(The problem): From the records below, copy each line in which the string "Result" occurs.

(Stored data entries)
//! Incremental parser for Postgres WAL pages.
//!
//! Pages are fed one at a time; records that cross a page boundary are
//! stitched together from the heading data kept in the parser and the
//! trailing data at the start of the next page. A parser that starts in the
//! middle of a record has no beginning to stitch to: the bytes finishing that
//! record are handed back to the caller as the "discarded tail".

use std::io::{self, Read, Write};

use thiserror::Error;

pub mod location;
pub mod page;
pub mod record;

pub use location::{read_locations, write_locations, BlockLocation, Oid, RelFileNode};
pub use page::XLogPageHeader;
pub use record::{BlockImageLayout, XLogRecord, XLogRecordBlock, XLogRecordBlockHeader, MAIN_FORK_NUM};

pub const WAL_PAGE_SIZE: usize = 8192;
pub const BLOCK_SIZE: u16 = 8192;
pub const XLOG_RECORD_ALIGNMENT: usize = 8;

#[derive(Error, Debug)]
pub enum ParseError {
    #[error("the whole page consists only of zero bytes")]
    ZeroPage,
    #[error("page header is zero but the page is not")]
    ZeroPageHeader,
    #[error("record header is zero")]
    ZeroRecordHeader,
    #[error("invalid page header: {0}")]
    InvalidPageHeader(String),
    #[error("invalid record header: {0}")]
    InvalidRecordHeader(String),
    #[error("invalid record block id {0}")]
    InvalidRecordBlockId(u8),
    #[error("out of order block id {got}, max read so far {max}")]
    OutOfOrderBlockId { got: u8, max: u8 },
    #[error("block refers to the previous relation but there is none")]
    NoPrevRelFileNode,
    #[error("inconsistent block data: {0}")]
    InconsistentBlockData(String),
    #[error("inconsistent block image: {0}")]
    InconsistentImage(String),
    #[error("not enough data for {0}")]
    Truncated(&'static str),
    #[error("continuation of the current record was not found")]
    ContinuationNotFound,
    #[error("parser doesn't hold the beginning of its record and can't be saved")]
    CantSavePartialParser,
    #[error("page must be {WAL_PAGE_SIZE} bytes, got {0}")]
    WrongPageSize(usize),
    #[error(transparent)]
    Io(#[from] io::Error),
}

pub(crate) fn all_zero(data: &[u8]) -> bool {
    data.iter().all(|b| *b == 0)
}

/// Little-endian cursor over a byte slice.
#[derive(Debug)]
pub(crate) struct ByteReader<'a> {
    data: &'a [u8],
    pos: usize,
}

impl<'a> ByteReader<'a> {
    pub fn new(data: &'a [u8]) -> Self {
        Self { data, pos: 0 }
    }

    pub fn position(&self) -> usize {
        self.pos
    }

    pub fn remaining(&self) -> usize {
        self.data.len() - self.pos
    }

    pub fn take(&mut self, len: usize, what: &'static str) -> Result<&'a [u8], ParseError> {
        if self.remaining() < len {
            return Err(ParseError::Truncated(what));
        }
        let out = &self.data[self.pos..self.pos + len];
        self.pos += len;
        Ok(out)
    }

    pub fn take_up_to(&mut self, len: usize) -> &'a [u8] {
        let len = len.min(self.remaining());
        let out = &self.data[self.pos..self.pos + len];
        self.pos += len;
        out
    }

    pub fn rest(&mut self) -> &'a [u8] {
        let out = &self.data[self.pos..];
        self.pos = self.data.len();
        out
    }

    pub fn align(&mut self, alignment: usize) {
        let aligned = self.pos.div_ceil(alignment) * alignment;
        self.pos = aligned.min(self.data.len());
    }

    pub fn peek_u32(&self) -> u32 {
        let b = &self.data[self.pos..self.pos + 4];
        u32::from_le_bytes([b[0], b[1], b[2], b[3]])
    }

    pub fn u8(&mut self, what: &'static str) -> Result<u8, ParseError> {
        Ok(self.take(1, what)?[0])
    }

    pub fn u16(&mut self, what: &'static str) -> Result<u16, ParseError> {
        let b = self.take(2, what)?;
        Ok(u16::from_le_bytes([b[0], b[1]]))
    }

    pub fn u32(&mut self, what: &'static str) -> Result<u32, ParseError> {
        let b = self.take(4, what)?;
        Ok(u32::from_le_bytes([b[0], b[1], b[2], b[3]]))
    }

    pub fn u64(&mut self, what: &'static str) -> Result<u64, ParseError> {
        let b = self.take(8, what)?;
        let mut raw = [0u8; 8];
        raw.copy_from_slice(b);
        Ok(u64::from_le_bytes(raw))
    }
}

/// Outcome of feeding one page to the parser.
#[derive(Debug, Clone, Default)]
pub struct ParsedPage {
    /// Bytes finishing a record whose beginning this parser never saw.
    /// `None` while such a record is still being continued.
    pub discarded_tail: Option<Vec<u8>>,
    /// Records completed on this page, in WAL order.
    pub records: Vec<XLogRecord>,
    /// The page ends in never-written zero bytes (the tail of a `.partial` file).
    pub partial: bool,
    pub layout: BlockImageLayout,
}

/// Stateful page-by-page WAL parser.
#[derive(Debug, Clone, Default, PartialEq, Eq)]
pub struct WalParser {
    current_record_data: Vec<u8>,
    has_current_record_beginning: bool,
}

impl WalParser {
    pub fn new() -> Self {
        Self::default()
    }

    /// Parser resumed from the known beginning of an unfinished record.
    pub fn from_record_head(head: Vec<u8>) -> Self {
        Self {
            current_record_data: head,
            has_current_record_beginning: true,
        }
    }

    pub fn current_record_data(&self) -> &[u8] {
        &self.current_record_data
    }

    pub fn has_current_record_beginning(&self) -> bool {
        self.has_current_record_beginning
    }

    fn set_current_record_data(&mut self, data: Vec<u8>) {
        self.has_current_record_beginning = !data.is_empty();
        self.current_record_data = data;
    }

    /// Forget the record in progress.
    pub fn invalidate(&mut self) {
        self.set_current_record_data(Vec::new());
    }

    /// Feed one full WAL page.
    pub fn parse_records_from_page(&mut self, data: &[u8]) -> Result<ParsedPage, ParseError> {
        if data.len() != WAL_PAGE_SIZE {
            return Err(ParseError::WrongPageSize(data.len()));
        }
        let head = self
            .has_current_record_beginning
            .then_some(self.current_record_data.as_slice());
        let page = page::parse_page(data, head)?;
        let layout = page.header.image_layout();

        if (page.prev_record_trailing_data.len() as u32) < page.header.remaining_data_len {
            self.current_record_data
                .extend_from_slice(&page.prev_record_trailing_data);
            return Ok(ParsedPage {
                discarded_tail: None,
                records: Vec::new(),
                partial: page.partial,
                layout,
            });
        }

        let mut current = std::mem::take(&mut self.current_record_data);
        current.extend_from_slice(&page.prev_record_trailing_data);
        if !self.has_current_record_beginning {
            self.set_current_record_data(page.next_record_heading_data);
            return Ok(ParsedPage {
                discarded_tail: Some(current),
                records: page.records,
                partial: page.partial,
                layout,
            });
        }

        let mut header_reader = ByteReader::new(&current);
        let header = record::XLogRecordHeader::read(&mut header_reader)?;
        if header.total_record_length as usize != current.len() {
            return Err(ParseError::ContinuationNotFound);
        }
        let finished = XLogRecord::parse(&current, layout)?;
        let mut records = Vec::with_capacity(page.records.len() + 1);
        records.push(finished);
        records.extend(page.records);
        self.set_current_record_data(page.next_record_heading_data);
        Ok(ParsedPage {
            discarded_tail: None,
            records,
            partial: page.partial,
            layout,
        })
    }

    /// Persist the record in progress as `len: u32 LE` followed by the bytes.
    pub fn save<W: Write + ?Sized>(&self, writer: &mut W) -> Result<(), ParseError> {
        if !self.current_record_data.is_empty() && !self.has_current_record_beginning {
            return Err(ParseError::CantSavePartialParser);
        }
        writer.write_all(&(self.current_record_data.len() as u32).to_le_bytes())?;
        writer.write_all(&self.current_record_data)?;
        Ok(())
    }

    pub fn load<R: Read + ?Sized>(reader: &mut R) -> Result<Self, ParseError> {
        let mut len = [0u8; 4];
        reader.read_exact(&mut len)?;
        let mut data = vec![0u8; u32::from_le_bytes(len) as usize];
        reader.read_exact(&mut data)?;
        let mut parser = Self::new();
        parser.set_current_record_data(data);
        Ok(parser)
    }
}

/// Main-fork block locations touched by `records`.
pub fn extract_block_locations(records: &[XLogRecord]) -> Vec<BlockLocation> {
    records
        .iter()
        .flat_map(|r| r.blocks.iter())
        .filter(|b| b.header.fork_num() == MAIN_FORK_NUM)
        .map(|b| b.header.location)
        .collect()
}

(Expected output):
    pub fn take(&mut self, len: usize, what: &'static str) -> Result<&'a [u8], ParseError> {
    pub fn u8(&mut self, what: &'static str) -> Result<u8, ParseError> {
    pub fn u16(&mut self, what: &'static str) -> Result<u16, ParseError> {
    pub fn u32(&mut self, what: &'static str) -> Result<u32, ParseError> {
    pub fn u64(&mut self, what: &'static str) -> Result<u64, ParseError> {
    pub fn parse_records_from_page(&mut self, data: &[u8]) -> Result<ParsedPage, ParseError> {
    pub fn save<W: Write + ?Sized>(&self, writer: &mut W) -> Result<(), ParseError> {
    pub fn load<R: Read + ?Sized>(reader: &mut R) -> Result<Self, ParseError> {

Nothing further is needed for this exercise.